Among the records below, find the lines that contain "false" and copy each of them.

Material provided Start Marker

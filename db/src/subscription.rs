use chrono::{DateTime, Utc};
use common::error::{AppError, Res};
use sqlx::{Executor, Postgres};
use uuid::Uuid;

use crate::models::subscription::{ActiveSubscription, SubscriptionStatus};

pub async fn get_active_subscription<'e, E: Executor<'e, Database = Postgres>>(
    executor: E,
    user_id: Uuid,
) -> Res<Option<ActiveSubscription>> {
    sqlx::query_as::<_, ActiveSubscription>(
        r#"
        SELECT s.id, s.user_id, s.plan_id, p.name AS plan_name, s.status, s.billing_interval,
               s.start_date, s.end_date, s.stripe_customer_id, s.stripe_subscription_id
        FROM user_subscriptions s
        JOIN plans p ON p.id = s.plan_id
        WHERE s.user_id = $1 AND s.status = 'active'
        "#,
    )
    .bind(user_id)
    .fetch_optional(executor)
    .await
    .map_err(AppError::from)
}

/// Moves the user's active subscription to `status`.
/// Returns false when there was no active row to update.
pub async fn update_subscription_status<'e, E: Executor<'e, Database = Postgres>>(
    executor: E,
    user_id: Uuid,
    status: SubscriptionStatus,
) -> Res<bool> {
    let result = sqlx::query(
        r#"
        UPDATE user_subscriptions
        SET status = $2, updated_at = NOW()
        WHERE user_id = $1 AND status = 'active'
        "#,
    )
    .bind(user_id)
    .bind(status.as_str())
    .execute(executor)
    .await?;
    Ok(result.rows_affected() > 0)
}

pub async fn update_subscription_end_date<'e, E: Executor<'e, Database = Postgres>>(
    executor: E,
    user_id: Uuid,
    end_date: DateTime<Utc>,
) -> Res<bool> {
    let result = sqlx::query(
        r#"
        UPDATE user_subscriptions
        SET end_date = $2, updated_at = NOW()
        WHERE user_id = $1 AND status = 'active'
        "#,
    )
    .bind(user_id)
    .bind(end_date)
    .execute(executor)
    .await?;
    Ok(result.rows_affected() > 0)
}

/// Sets the status of the user's subscription row whatever its current state.
/// Used by admin suspend / reactivate.
pub async fn set_user_status<'e, E: Executor<'e, Database = Postgres>>(
    executor: E,
    user_id: Uuid,
    status: SubscriptionStatus,
) -> Res<bool> {
    let result = sqlx::query(
        "UPDATE user_subscriptions SET status = $2, updated_at = NOW() WHERE user_id = $1",
    )
    .bind(user_id)
    .bind(status.as_str())
    .execute(executor)
    .await?;
    Ok(result.rows_affected() > 0)
}

/// Puts the user on `plan_id`. The unique `user_id` key keeps a single row
/// per user, so the previous subscription is replaced rather than duplicated.
pub async fn upsert_user_plan<'e, E: Executor<'e, Database = Postgres>>(
    executor: E,
    user_id: Uuid,
    plan_id: Uuid,
) -> Res<()> {
    sqlx::query(
        r#"
        INSERT INTO user_subscriptions (user_id, plan_id, status, start_date)
        VALUES ($1, $2, 'active', NOW())
        ON CONFLICT (user_id) DO UPDATE
        SET plan_id = EXCLUDED.plan_id,
            status = 'active',
            start_date = EXCLUDED.start_date,
            end_date = NULL,
            billing_interval = NULL,
            stripe_subscription_id = NULL,
            updated_at = NOW()
        "#,
    )
    .bind(user_id)
    .bind(plan_id)
    .execute(executor)
    .await?;
    Ok(())
}
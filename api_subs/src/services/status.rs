use std::sync::Arc;

use chrono::{DateTime, Utc};
use common::error::Res;
use db::{
    FREE_PLAN_NAME,
    models::subscription::{ActiveSubscription, SubscriptionStatus},
};
use limiter::cache::LimitsCache;
use log::{error, info, warn};
use serde::Serialize;
use uuid::Uuid;

use crate::{services::billing::BillingProvider, store::SubscriptionStore};

#[derive(Debug, Clone, PartialEq, Serialize)]
pub struct SubscriptionStatusReport {
    pub subscribed: bool,
    pub plan: String,
    #[serde(skip_serializing_if = "Option::is_none")]
    pub billing_interval: Option<String>,
    #[serde(skip_serializing_if = "Option::is_none")]
    pub end_date: Option<DateTime<Utc>>,
    #[serde(skip_serializing_if = "Option::is_none")]
    pub stripe_customer_id: Option<String>,
    #[serde(skip_serializing_if = "Option::is_none")]
    pub stripe_subscription_id: Option<String>,
    #[serde(skip_serializing_if = "Option::is_none")]
    pub error: Option<String>,
}

impl SubscriptionStatusReport {
    pub fn free() -> Self {
        Self {
            subscribed: false,
            plan: FREE_PLAN_NAME.to_string(),
            billing_interval: None,
            end_date: None,
            stripe_customer_id: None,
            stripe_subscription_id: None,
            error: None,
        }
    }

    /// Free Plan report carrying the reason the check could not complete.
    pub fn free_with_error(message: impl Into<String>) -> Self {
        Self {
            error: Some(message.into()),
            ..Self::free()
        }
    }

    fn active(sub: ActiveSubscription) -> Self {
        Self {
            subscribed: true,
            plan: sub.plan_name,
            billing_interval: sub.billing_interval,
            end_date: sub.end_date,
            stripe_customer_id: sub.stripe_customer_id,
            stripe_subscription_id: sub.stripe_subscription_id,
            error: None,
        }
    }
}

/// Brings the local subscription record in line with the billing provider
/// and the subscription's own end date.
///
/// Provider failures fail open: the local record stays authoritative.
/// A passed end date always downgrades, whatever the provider says.
pub struct SubscriptionReconciler<S, P> {
    pub(crate) store: S,
    pub(crate) provider: Option<P>,
    pub(crate) cache: Arc<LimitsCache>,
}

impl<S, P> SubscriptionReconciler<S, P>
where
    S: SubscriptionStore,
    P: BillingProvider,
{
    pub fn new(store: S, provider: Option<P>, cache: Arc<LimitsCache>) -> Self {
        Self {
            store,
            provider,
            cache,
        }
    }

    pub fn cache(&self) -> &Arc<LimitsCache> {
        &self.cache
    }

    pub async fn reconcile(&self, user_id: Uuid) -> Res<SubscriptionStatusReport> {
        info!("Checking subscription for user {}", user_id);

        let Some(sub) = self.store.active_subscription(user_id).await? else {
            info!("No active subscription for user {}, on {}", user_id, FREE_PLAN_NAME);
            return Ok(SubscriptionStatusReport::free());
        };

        if let (Some(subscription_ref), Some(provider)) =
            (sub.stripe_subscription_id.as_deref(), self.provider.as_ref())
        {
            match provider.subscription_status(subscription_ref).await {
                Ok(remote) if remote.status.is_active() => {
                    info!("Stripe subscription {} is active", subscription_ref);
                }
                Ok(remote) => {
                    info!(
                        "Stripe subscription {} is no longer active ({:?}), canceling for user {}",
                        subscription_ref, remote.status, user_id
                    );
                    self.downgrade(user_id, SubscriptionStatus::Canceled).await;
                    return Ok(SubscriptionStatusReport::free());
                }
                Err(e) => {
                    warn!(
                        "Could not reach Stripe for subscription {}, keeping local status: {}",
                        subscription_ref, e
                    );
                }
            }
        }

        if sub.is_expired_at(Utc::now()) {
            info!(
                "Subscription {} for user {} ended at {:?}, marking expired",
                sub.id, user_id, sub.end_date
            );
            self.downgrade(user_id, SubscriptionStatus::Expired).await;
            return Ok(SubscriptionStatusReport::free());
        }

        info!("User {} is subscribed to {}", user_id, sub.plan_name);
        Ok(SubscriptionStatusReport::active(sub))
    }

    async fn downgrade(&self, user_id: Uuid, status: SubscriptionStatus) {
        if let Err(e) = self.store.mark_status(user_id, status).await {
            error!(
                "Failed to mark subscription {} for user {}: {}",
                status, user_id, e
            );
        }
        self.cache.invalidate(&user_id);
    }
}
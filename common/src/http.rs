use actix_web::{HttpResponse, Responder};
use serde::Serialize;

use super::error::Res;

pub struct Success;
impl Success {
    pub fn ok<T: Serialize>(body: T) -> Res<impl Responder> {
        Result::Ok(HttpResponse::Ok().json(body))
    }
    pub fn no_content() -> Res<impl Responder> {
        Result::Ok(HttpResponse::NoContent().finish())
    }
}
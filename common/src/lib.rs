pub mod env_config;
pub mod error;
pub mod http;
pub mod jwt;
pub mod stripe;
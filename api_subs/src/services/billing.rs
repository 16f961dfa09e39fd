use std::{future::Future, time::Duration};

use chrono::{DateTime, Utc};
use common::error::{AppError, Res};
use stripe::{Client, StripeError, Subscription, SubscriptionId, UpdateSubscription};

#[derive(Debug, Clone, PartialEq, Eq)]
pub enum ProviderStatus {
    Active,
    /// Any other provider-side state, e.g. `canceled` or `past_due`.
    Inactive(String),
    NotFound,
}

impl ProviderStatus {
    pub fn is_active(&self) -> bool {
        matches!(self, ProviderStatus::Active)
    }
}

#[derive(Debug, Clone, PartialEq, Eq)]
pub struct ProviderSubscription {
    pub status: ProviderStatus,
    pub current_period_end: Option<DateTime<Utc>>,
}

impl ProviderSubscription {
    pub fn not_found() -> Self {
        Self {
            status: ProviderStatus::NotFound,
            current_period_end: None,
        }
    }
}

/// External billing system holding the authoritative subscription state.
pub trait BillingProvider {
    fn subscription_status(
        &self,
        subscription_ref: &str,
    ) -> impl Future<Output = Res<ProviderSubscription>> + Send;

    fn cancel_at_period_end(
        &self,
        subscription_ref: &str,
    ) -> impl Future<Output = Res<ProviderSubscription>> + Send;
}

/// Stripe-backed provider. Every call is bounded by `timeout`.
#[derive(Clone)]
pub struct StripeBilling {
    client: Client,
    timeout: Duration,
}

impl StripeBilling {
    pub fn new(client: Client, timeout: Duration) -> Self {
        Self { client, timeout }
    }

    async fn bounded<T>(
        &self,
        call: impl Future<Output = Result<T, StripeError>>,
    ) -> Res<Result<T, StripeError>> {
        tokio::time::timeout(self.timeout, call).await.map_err(|_| {
            AppError::BillingUnavailable(format!(
                "Stripe did not respond within {}s",
                self.timeout.as_secs()
            ))
        })
    }
}

fn parse_subscription_id(subscription_ref: &str) -> Res<SubscriptionId> {
    subscription_ref
        .parse::<SubscriptionId>()
        .map_err(|e| AppError::Internal(format!("Invalid subscription ID: {}", e)))
}

fn is_missing(err: &StripeError) -> bool {
    matches!(err, StripeError::Stripe(req) if req.http_status == 404)
}

fn from_stripe(sub: &Subscription) -> ProviderSubscription {
    let status = match &sub.status {
        stripe::SubscriptionStatus::Active => ProviderStatus::Active,
        other => ProviderStatus::Inactive(other.to_string()),
    };

    ProviderSubscription {
        status,
        current_period_end: DateTime::from_timestamp(sub.current_period_end, 0),
    }
}

impl BillingProvider for StripeBilling {
    async fn subscription_status(&self, subscription_ref: &str) -> Res<ProviderSubscription> {
        let id = parse_subscription_id(subscription_ref)?;

        match self
            .bounded(Subscription::retrieve(&self.client, &id, &[]))
            .await?
        {
            Ok(sub) => Ok(from_stripe(&sub)),
            Err(e) if is_missing(&e) => Ok(ProviderSubscription::not_found()),
            Err(e) => Err(AppError::from(e)),
        }
    }

    async fn cancel_at_period_end(&self, subscription_ref: &str) -> Res<ProviderSubscription> {
        let id = parse_subscription_id(subscription_ref)?;
        let params = UpdateSubscription {
            cancel_at_period_end: Some(true),
            ..Default::default()
        };

        let sub = self
            .bounded(Subscription::update(&self.client, &id, params))
            .await?
            .map_err(AppError::from)?;

        Ok(from_stripe(&sub))
    }
}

Material provided End Marker

§ Answer to this problem:
/// Returns false when there was no active row to update.
            subscribed: false,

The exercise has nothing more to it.